### [What to work on]
Look below for the line that has "in the log.". Set down the lines from there through the line that has "let ran = frame_loop.run(args.frames, |frame|", exactly as written.

### [Records for this task]
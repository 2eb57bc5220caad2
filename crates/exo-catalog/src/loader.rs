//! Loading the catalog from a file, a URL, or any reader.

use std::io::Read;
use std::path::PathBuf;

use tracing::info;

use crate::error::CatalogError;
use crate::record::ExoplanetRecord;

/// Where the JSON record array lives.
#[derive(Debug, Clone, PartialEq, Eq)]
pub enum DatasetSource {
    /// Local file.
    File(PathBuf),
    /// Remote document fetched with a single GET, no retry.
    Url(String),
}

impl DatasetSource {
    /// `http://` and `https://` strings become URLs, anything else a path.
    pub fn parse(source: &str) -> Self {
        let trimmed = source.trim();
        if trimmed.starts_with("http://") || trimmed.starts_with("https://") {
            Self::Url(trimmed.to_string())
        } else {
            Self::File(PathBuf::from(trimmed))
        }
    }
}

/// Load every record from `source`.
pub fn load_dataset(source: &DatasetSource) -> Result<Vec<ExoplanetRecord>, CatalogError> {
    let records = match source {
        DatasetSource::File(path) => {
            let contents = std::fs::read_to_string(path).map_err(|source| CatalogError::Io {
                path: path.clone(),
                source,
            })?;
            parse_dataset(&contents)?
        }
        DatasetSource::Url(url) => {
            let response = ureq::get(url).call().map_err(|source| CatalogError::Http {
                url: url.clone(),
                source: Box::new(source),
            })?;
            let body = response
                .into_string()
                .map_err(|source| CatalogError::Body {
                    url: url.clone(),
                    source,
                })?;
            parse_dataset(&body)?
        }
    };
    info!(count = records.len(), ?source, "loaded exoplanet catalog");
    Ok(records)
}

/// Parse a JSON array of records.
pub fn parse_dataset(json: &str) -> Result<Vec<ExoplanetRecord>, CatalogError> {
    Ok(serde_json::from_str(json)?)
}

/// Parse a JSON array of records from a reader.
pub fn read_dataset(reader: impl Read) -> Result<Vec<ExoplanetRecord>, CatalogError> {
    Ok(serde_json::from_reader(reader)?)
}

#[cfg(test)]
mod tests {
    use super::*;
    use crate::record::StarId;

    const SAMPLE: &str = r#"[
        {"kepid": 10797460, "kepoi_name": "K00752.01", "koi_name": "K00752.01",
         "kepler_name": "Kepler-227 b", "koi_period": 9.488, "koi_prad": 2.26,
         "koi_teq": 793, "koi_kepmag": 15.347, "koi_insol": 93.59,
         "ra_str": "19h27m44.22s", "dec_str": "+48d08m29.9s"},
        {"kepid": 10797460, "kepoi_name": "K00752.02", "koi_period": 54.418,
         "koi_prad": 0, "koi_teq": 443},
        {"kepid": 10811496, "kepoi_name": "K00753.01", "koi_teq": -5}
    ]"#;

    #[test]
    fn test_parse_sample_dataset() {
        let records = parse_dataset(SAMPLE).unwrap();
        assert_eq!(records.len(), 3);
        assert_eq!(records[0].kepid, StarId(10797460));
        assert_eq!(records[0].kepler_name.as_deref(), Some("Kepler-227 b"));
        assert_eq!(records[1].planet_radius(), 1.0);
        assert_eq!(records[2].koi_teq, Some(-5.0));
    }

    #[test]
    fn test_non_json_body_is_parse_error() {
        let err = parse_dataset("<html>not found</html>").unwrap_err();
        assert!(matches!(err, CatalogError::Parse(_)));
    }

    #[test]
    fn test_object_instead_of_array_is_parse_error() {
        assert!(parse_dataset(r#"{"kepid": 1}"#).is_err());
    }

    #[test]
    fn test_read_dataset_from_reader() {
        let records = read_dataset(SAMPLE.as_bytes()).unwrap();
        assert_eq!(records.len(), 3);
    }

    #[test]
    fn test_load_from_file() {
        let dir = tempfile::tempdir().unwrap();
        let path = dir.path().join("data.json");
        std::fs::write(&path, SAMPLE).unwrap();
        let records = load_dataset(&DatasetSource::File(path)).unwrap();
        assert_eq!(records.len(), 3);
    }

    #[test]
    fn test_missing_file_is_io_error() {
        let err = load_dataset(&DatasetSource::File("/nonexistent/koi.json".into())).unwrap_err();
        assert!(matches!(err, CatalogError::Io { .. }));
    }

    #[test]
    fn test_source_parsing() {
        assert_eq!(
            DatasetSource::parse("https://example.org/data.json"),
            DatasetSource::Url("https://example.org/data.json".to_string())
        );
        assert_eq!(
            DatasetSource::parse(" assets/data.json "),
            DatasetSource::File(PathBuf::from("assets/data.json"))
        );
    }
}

==

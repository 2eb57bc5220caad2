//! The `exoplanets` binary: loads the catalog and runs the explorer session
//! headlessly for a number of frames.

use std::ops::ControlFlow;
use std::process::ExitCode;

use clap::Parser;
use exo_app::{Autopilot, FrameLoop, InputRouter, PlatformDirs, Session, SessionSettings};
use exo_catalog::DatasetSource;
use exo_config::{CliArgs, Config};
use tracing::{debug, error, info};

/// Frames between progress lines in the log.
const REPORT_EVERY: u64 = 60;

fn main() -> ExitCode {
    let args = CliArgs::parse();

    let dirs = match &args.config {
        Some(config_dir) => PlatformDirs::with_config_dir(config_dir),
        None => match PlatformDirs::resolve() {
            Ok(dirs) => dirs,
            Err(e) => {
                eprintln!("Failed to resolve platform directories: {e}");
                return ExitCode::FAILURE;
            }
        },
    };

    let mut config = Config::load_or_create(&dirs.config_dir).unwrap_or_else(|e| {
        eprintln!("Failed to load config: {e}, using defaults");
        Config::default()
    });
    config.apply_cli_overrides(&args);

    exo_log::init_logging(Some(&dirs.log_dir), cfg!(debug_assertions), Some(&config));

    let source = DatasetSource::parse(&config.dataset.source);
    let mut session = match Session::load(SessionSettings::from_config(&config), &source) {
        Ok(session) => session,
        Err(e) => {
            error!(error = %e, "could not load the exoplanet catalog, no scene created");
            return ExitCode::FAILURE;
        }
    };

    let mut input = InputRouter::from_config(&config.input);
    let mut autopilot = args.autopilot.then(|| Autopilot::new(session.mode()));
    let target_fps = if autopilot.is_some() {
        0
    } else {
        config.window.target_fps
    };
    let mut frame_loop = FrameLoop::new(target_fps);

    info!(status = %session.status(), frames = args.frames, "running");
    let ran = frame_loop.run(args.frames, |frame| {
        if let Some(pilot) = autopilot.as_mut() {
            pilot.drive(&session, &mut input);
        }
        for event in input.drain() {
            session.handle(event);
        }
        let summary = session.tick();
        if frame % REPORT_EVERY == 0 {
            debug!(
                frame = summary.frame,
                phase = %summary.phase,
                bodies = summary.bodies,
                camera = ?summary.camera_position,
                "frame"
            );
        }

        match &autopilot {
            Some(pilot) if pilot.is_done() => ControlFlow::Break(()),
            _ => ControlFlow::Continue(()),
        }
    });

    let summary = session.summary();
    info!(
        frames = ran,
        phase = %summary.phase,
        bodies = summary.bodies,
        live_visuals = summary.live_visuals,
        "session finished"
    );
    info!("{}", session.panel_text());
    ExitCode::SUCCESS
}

==

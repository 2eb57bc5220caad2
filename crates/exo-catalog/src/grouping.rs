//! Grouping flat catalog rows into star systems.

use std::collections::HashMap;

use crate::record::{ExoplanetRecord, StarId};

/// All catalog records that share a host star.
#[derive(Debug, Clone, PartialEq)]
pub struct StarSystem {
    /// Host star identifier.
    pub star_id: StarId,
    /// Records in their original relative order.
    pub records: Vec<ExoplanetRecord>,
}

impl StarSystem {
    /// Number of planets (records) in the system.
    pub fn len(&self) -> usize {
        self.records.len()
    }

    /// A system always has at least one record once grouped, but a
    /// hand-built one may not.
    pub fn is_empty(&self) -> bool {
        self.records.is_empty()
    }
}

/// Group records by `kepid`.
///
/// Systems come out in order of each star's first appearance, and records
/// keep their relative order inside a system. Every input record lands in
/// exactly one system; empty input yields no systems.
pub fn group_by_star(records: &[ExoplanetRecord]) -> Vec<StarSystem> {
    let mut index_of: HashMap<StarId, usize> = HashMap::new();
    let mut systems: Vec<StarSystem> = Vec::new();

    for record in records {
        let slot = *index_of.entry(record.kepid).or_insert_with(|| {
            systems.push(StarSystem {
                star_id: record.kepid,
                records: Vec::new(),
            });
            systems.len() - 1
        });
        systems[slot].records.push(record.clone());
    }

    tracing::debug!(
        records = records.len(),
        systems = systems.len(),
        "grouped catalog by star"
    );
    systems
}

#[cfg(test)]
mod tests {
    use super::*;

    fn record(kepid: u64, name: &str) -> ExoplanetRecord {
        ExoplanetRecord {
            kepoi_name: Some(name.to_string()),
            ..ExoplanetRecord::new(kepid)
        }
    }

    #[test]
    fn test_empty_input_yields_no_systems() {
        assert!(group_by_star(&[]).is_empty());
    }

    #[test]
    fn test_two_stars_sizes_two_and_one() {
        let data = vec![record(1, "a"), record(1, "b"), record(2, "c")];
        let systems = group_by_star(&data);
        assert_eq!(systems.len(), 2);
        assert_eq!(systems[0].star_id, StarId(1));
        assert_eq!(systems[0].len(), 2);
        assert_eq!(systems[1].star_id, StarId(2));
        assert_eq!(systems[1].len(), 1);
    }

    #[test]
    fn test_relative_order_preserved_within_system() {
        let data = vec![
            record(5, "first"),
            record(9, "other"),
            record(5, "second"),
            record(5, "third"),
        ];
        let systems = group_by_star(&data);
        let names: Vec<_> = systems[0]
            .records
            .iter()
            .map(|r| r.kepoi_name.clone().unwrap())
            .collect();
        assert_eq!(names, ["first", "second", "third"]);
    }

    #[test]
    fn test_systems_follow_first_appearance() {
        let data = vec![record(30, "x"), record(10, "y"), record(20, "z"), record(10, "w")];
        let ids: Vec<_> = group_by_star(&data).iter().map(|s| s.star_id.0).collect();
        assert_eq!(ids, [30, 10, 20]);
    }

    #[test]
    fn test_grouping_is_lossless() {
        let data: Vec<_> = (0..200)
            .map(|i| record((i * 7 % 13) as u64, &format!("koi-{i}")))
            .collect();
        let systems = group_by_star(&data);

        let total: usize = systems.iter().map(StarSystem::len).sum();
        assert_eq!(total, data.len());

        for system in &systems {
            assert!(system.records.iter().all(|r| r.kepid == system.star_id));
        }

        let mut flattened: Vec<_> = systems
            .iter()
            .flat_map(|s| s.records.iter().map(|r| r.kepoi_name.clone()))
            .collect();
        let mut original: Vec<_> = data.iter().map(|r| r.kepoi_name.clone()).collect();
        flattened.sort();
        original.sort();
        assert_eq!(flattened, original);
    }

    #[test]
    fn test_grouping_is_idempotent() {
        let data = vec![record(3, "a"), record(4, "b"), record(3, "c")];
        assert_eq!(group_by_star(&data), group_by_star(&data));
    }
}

### [Expected answer]
/// Frames between progress lines in the log.
const REPORT_EVERY: u64 = 60;

fn main() -> ExitCode {
    let args = CliArgs::parse();

    let dirs = match &args.config {
        Some(config_dir) => PlatformDirs::with_config_dir(config_dir),
        None => match PlatformDirs::resolve() {
            Ok(dirs) => dirs,
            Err(e) => {
                eprintln!("Failed to resolve platform directories: {e}");
                return ExitCode::FAILURE;
            }
        },
    };

    let mut config = Config::load_or_create(&dirs.config_dir).unwrap_or_else(|e| {
        eprintln!("Failed to load config: {e}, using defaults");
        Config::default()
    });
    config.apply_cli_overrides(&args);

    exo_log::init_logging(Some(&dirs.log_dir), cfg!(debug_assertions), Some(&config));

    let source = DatasetSource::parse(&config.dataset.source);
    let mut session = match Session::load(SessionSettings::from_config(&config), &source) {
        Ok(session) => session,
        Err(e) => {
            error!(error = %e, "could not load the exoplanet catalog, no scene created");
            return ExitCode::FAILURE;
        }
    };

    let mut input = InputRouter::from_config(&config.input);
    let mut autopilot = args.autopilot.then(|| Autopilot::new(session.mode()));
    let target_fps = if autopilot.is_some() {
        0
    } else {
        config.window.target_fps
    };
    let mut frame_loop = FrameLoop::new(target_fps);

    info!(status = %session.status(), frames = args.frames, "running");
    let ran = frame_loop.run(args.frames, |frame| {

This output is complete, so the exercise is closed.